Is Apple’s Marketing Power Waning, While Samsung Rises?

Radhika Sivadi

3 min read ·


Is Apple’s Marketing Power Waning, While Samsung Rises? image Samsung vs Apple 300x200Samsung might be outstripping AppleFor years people have looked at Apple as the ideal example of marketing and brand strength. At one point last year their stock value was so high they were labeled the most valuable company in the world. Apple still has a lot of power to their brand, but is their focus on exclusivity and proprietary products starting to lose out to other competitors, primarily Samsung? Recent news shows Apple might need to change things up to gain back more market share in smartphones.

Samsung Ends 2012 Riding High

Samsung has had a banner year, even when Apple has released the greatest version of its iPhone to date, the iPhone 5. As Michal Lev-Ram writes for CNN Money this morning, “last year [Samsung] overtook longtime leader Nokia to become the No. 1 player in cellphones, with 29% market share worldwide.” Additionally, Samsung holds the number one spot globally for smartphones. In the US, the companies are neck-and-neck in market share and are set for a battle.

Apple already threw some of the first punches in the battle when it sued Samsung for patent infringement. Those cases might have done more harm than good for its brand at this point. People like fair play, not fancy definitions of a square with rounded corners. It seems me that Apple has relied on the Apple brand to make sales in its last few offerings– not the quality of its product. One sign of this is the Apple Maps fiasco that consumers definitely took notice of.

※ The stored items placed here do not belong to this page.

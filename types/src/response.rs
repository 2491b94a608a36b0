//! Response model (C3): read-only after construction; content is decoded lazily.

use std::time::Duration;

use crate::content::{self, DecodedContent};

/// A captured or rejected HTTP exchange's response side.
#[derive(Debug, Clone)]
pub struct Response {
    pub status: u16,
    pub request_headers: Vec<(String, String)>,
    pub response_headers: Vec<(String, String)>,
    pub content: Vec<u8>,
    pub duration: Duration,
    pub url: String,
}

impl Response {
    #[must_use]
    pub fn header(&self, key: &str) -> Option<&str> {
        self.response_headers
            .iter()
            .find(|(k, _)| k.eq_ignore_ascii_case(key))
            .map(|(_, v)| v.as_str())
    }

    /// Decode `content` according to the response's `content-type` header (C1).
    /// Re-runs the decoder on every call; callers that need it repeatedly should cache.
    #[must_use]
    pub fn content_parse(&self) -> DecodedContent {
        let content_type = self.header("content-type").unwrap_or_default();
        content::decode(&self.content, content_type)
    }

    /// Build a body-omitted copy suitable for the rejected-exchange diagnostic
    /// list outside of debug mode.
    #[must_use]
    pub fn without_body(&self) -> Self {
        Self {
            status: self.status,
            request_headers: self.request_headers.clone(),
            response_headers: self.response_headers.clone(),
            content: Vec::new(),
            duration: self.duration,
            url: self.url.clone(),
        }
    }
}

#[cfg(test)]
mod tests {
    use super::*;

    fn sample(content_type: &str, body: &[u8]) -> Response {
        Response {
            status: 200,
            request_headers: Vec::new(),
            response_headers: vec![("content-type".to_string(), content_type.to_string())],
            content: body.to_vec(),
            duration: Duration::from_millis(10),
            url: "https://example.com".to_string(),
        }
    }

    #[test]
    fn decodes_json_body() {
        let resp = sample("application/json", b"{\"a\":1}");
        match resp.content_parse() {
            DecodedContent::Json(v) => assert_eq!(v["a"], 1),
            other => panic!("unexpected {other:?}"),
        }
    }

    #[test]
    fn without_body_clears_content_but_keeps_metadata() {
        let resp = sample("text/html", b"<html></html>");
        let stripped = resp.without_body();
        assert!(stripped.content.is_empty());
        assert_eq!(stripped.status, 200);
        assert_eq!(stripped.url, resp.url);
    }
}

Now all of that is catching up to Apple. According to Angela Moscaritolo at ITProPortal, “Apple’s share of the worldwide smartphone market will peak this year at 22 per cent.” That share will remain at 22% through 2018. That’s not a positive statistic for Apple, whose stock price has declined almost 30 percent from a 52-week-high of $705 to now $500 flat. I still remember a few months ago when everyone was talking so proudly and optimistically about Apple’s never-ending rise. Looks like things have stalled a bit.

Samsung Success Story

As I mentioned above, I believe part of the reason for Apple’s market share losses come out of complacency. When you create a great brand, it can be easy to simply let the brand work. But with Apple part of their brand is about wowing the consumer. In my interactions with the iPhone 5, I haven’t been impressed. A lot of consumers feel the same.

Samsung and their marketing team realized this and pounced without hesitation. As Lev-Ram writes, after the iPhone 5 announcement, Samsung “was already drafting a series of print, digital, and TV ads” attacking the phone and its fans in a way that did not push customers away, but helped to pique their curiosity about Samsung’s phones.

They focused on their product and what it had to offer. Samsung’s phones do have more openness and features than Apple’s offerings and Samsung pushed that hard. In a brilliant maneuver, these ad campaigns called Apple’s bluff – Samsung successfully turned Apple’s brand against itself. They called out Apple and said, “Come on, you’re supposed to be Apple. Make a product that completely astounds customers, not one that we have a better, more versatile version of.” Bravo Samsung, Bravo.

Great Execution

What Samsung did can be a risky marketing move, but they managed to execute it flawlessly. It has worked fantastically for Samsung, as the latest numbers show. I would have never thought three or six months ago that Samsung would be top dog on smartphones and cell phones.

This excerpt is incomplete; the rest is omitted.